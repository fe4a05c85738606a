//! Wire format of pushed frames.
//!
//! Each message is `u32 LE` body length followed by the body:
//! `u16 LE` sender-name length, the sender name (UTF-8), then the encoded
//! image (JPEG or PNG). Publishers write messages back to back on one TCP
//! connection; subscribers never reply.

use anyhow::{anyhow, Context, Result};
use image::RgbImage;
use std::io::{Read, Write};

pub const MAX_MESSAGE_BYTES: usize = 16 * 1024 * 1024;

#[derive(Clone, Debug, PartialEq, Eq)]
pub struct PushedFrame {
    pub sender: String,
    pub encoded: Vec<u8>,
}

impl PushedFrame {
    pub fn decode(&self) -> Result<RgbImage> {
        Ok(image::load_from_memory(&self.encoded)
            .with_context(|| format!("decode frame pushed by {}", self.sender))?
            .into_rgb8())
    }
}

pub fn write_message<W: Write>(writer: &mut W, sender: &str, encoded: &[u8]) -> Result<()> {
    let name = sender.as_bytes();
    if name.len() > u16::MAX as usize {
        return Err(anyhow!("sender name too long"));
    }
    let body_len = 2 + name.len() + encoded.len();
    if body_len > MAX_MESSAGE_BYTES {
        return Err(anyhow!("pushed frame of {} bytes exceeds limit", body_len));
    }
    writer.write_all(&(body_len as u32).to_le_bytes())?;
    writer.write_all(&(name.len() as u16).to_le_bytes())?;
    writer.write_all(name)?;
    writer.write_all(encoded)?;
    writer.flush()?;
    Ok(())
}

pub fn read_message<R: Read>(reader: &mut R) -> std::io::Result<PushedFrame> {
    use std::io::{Error, ErrorKind};

    let mut len_bytes = [0u8; 4];
    reader.read_exact(&mut len_bytes)?;
    let body_len = u32::from_le_bytes(len_bytes) as usize;
    if !(2..=MAX_MESSAGE_BYTES).contains(&body_len) {
        return Err(Error::new(
            ErrorKind::InvalidData,
            format!("pushed message length {} out of range", body_len),
        ));
    }

    let mut body = vec![0u8; body_len];
    reader.read_exact(&mut body)?;
    let name_len = u16::from_le_bytes([body[0], body[1]]) as usize;
    if 2 + name_len > body_len {
        return Err(Error::new(
            ErrorKind::InvalidData,
            "pushed message sender name overruns body",
        ));
    }
    let sender = String::from_utf8_lossy(&body[2..2 + name_len]).into_owned();
    body.drain(..2 + name_len);
    Ok(PushedFrame {
        sender,
        encoded: body,
    })
}

/// Parse one complete message from the front of `buffer`, removing it.
///
/// Returns `Ok(None)` when more bytes are needed. Used by readers whose socket
/// has a read timeout, where a timeout may land in the middle of a message.
pub fn take_message(buffer: &mut Vec<u8>) -> std::io::Result<Option<PushedFrame>> {
    if buffer.len() < 4 {
        return Ok(None);
    }
    let body_len = u32::from_le_bytes([buffer[0], buffer[1], buffer[2], buffer[3]]) as usize;
    if !(2..=MAX_MESSAGE_BYTES).contains(&body_len) {
        return Err(std::io::Error::new(
            std::io::ErrorKind::InvalidData,
            format!("pushed message length {} out of range", body_len),
        ));
    }
    if buffer.len() < 4 + body_len {
        return Ok(None);
    }
    let message: Vec<u8> = buffer.drain(..4 + body_len).collect();
    read_message(&mut message.as_slice()).map(Some)
}

/// PNG-encode an image for publishing (lossless; used by tests and tools).
pub fn encode_png(image: &RgbImage) -> Result<Vec<u8>> {
    let mut out = std::io::Cursor::new(Vec::new());
    image
        .write_to(&mut out, image::ImageFormat::Png)
        .context("encode png")?;
    Ok(out.into_inner())
}

/// JPEG-encode an image for publishing.
pub fn encode_jpeg(image: &RgbImage, quality: u8) -> Result<Vec<u8>> {
    let mut out = Vec::new();
    image::codecs::jpeg::JpegEncoder::new_with_quality(&mut out, quality)
        .encode_image(image)
        .context("encode jpeg")?;
    Ok(out)
}

#[cfg(test)]
mod tests {
    use super::*;
    use image::Rgb;
    use std::io::Cursor;

    #[test]
    fn message_carries_sender_and_image() -> Result<()> {
        let image = RgbImage::from_pixel(6, 4, Rgb([10, 200, 30]));
        let encoded = encode_png(&image)?;

        let mut buf = Vec::new();
        write_message(&mut buf, "rpi-court-2", &encoded)?;
        let message = read_message(&mut Cursor::new(buf))?;

        assert_eq!(message.sender, "rpi-court-2");
        assert_eq!(message.decode()?, image);
        Ok(())
    }

    #[test]
    fn truncated_message_is_an_io_error() {
        let mut buf = Vec::new();
        write_message(&mut buf, "pi", b"abcdef").expect("write");
        buf.truncate(buf.len() - 2);
        let err = read_message(&mut Cursor::new(buf)).unwrap_err();
        assert_eq!(err.kind(), std::io::ErrorKind::UnexpectedEof);
    }

    #[test]
    fn take_message_waits_for_complete_body() -> Result<()> {
        let mut wire = Vec::new();
        write_message(&mut wire, "pi", b"first")?;
        write_message(&mut wire, "pi", b"second")?;

        let mut buffer = wire[..6].to_vec();
        assert!(take_message(&mut buffer)?.is_none());
        buffer.extend_from_slice(&wire[6..]);

        assert_eq!(take_message(&mut buffer)?.map(|m| m.encoded), Some(b"first".to_vec()));
        assert_eq!(take_message(&mut buffer)?.map(|m| m.encoded), Some(b"second".to_vec()));
        assert!(buffer.is_empty());
        Ok(())
    }

    #[test]
    fn bogus_length_is_rejected() {
        let buf = 1u32.to_le_bytes().to_vec();
        let err = read_message(&mut Cursor::new(buf)).unwrap_err();
        assert_eq!(err.kind(), std::io::ErrorKind::InvalidData);
    }
}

━━━━━━

# Exercise description
All that is needed is the exact run of lines above from the line containing "tests and tools)." through the line containing "use std::io::Cursor;", both of them included.

# Your response
/// PNG-encode an image for publishing (lossless; used by tests and tools).
pub fn encode_png(image: &RgbImage) -> Result<Vec<u8>> {
    let mut out = std::io::Cursor::new(Vec::new());
    image
        .write_to(&mut out, image::ImageFormat::Png)
        .context("encode png")?;
    Ok(out.into_inner())
}

/// JPEG-encode an image for publishing.
pub fn encode_jpeg(image: &RgbImage, quality: u8) -> Result<Vec<u8>> {
    let mut out = Vec::new();
    image::codecs::jpeg::JpegEncoder::new_with_quality(&mut out, quality)
        .encode_image(image)
        .context("encode jpeg")?;
    Ok(out)
}

#[cfg(test)]
mod tests {
    use super::*;
    use image::Rgb;
    use std::io::Cursor;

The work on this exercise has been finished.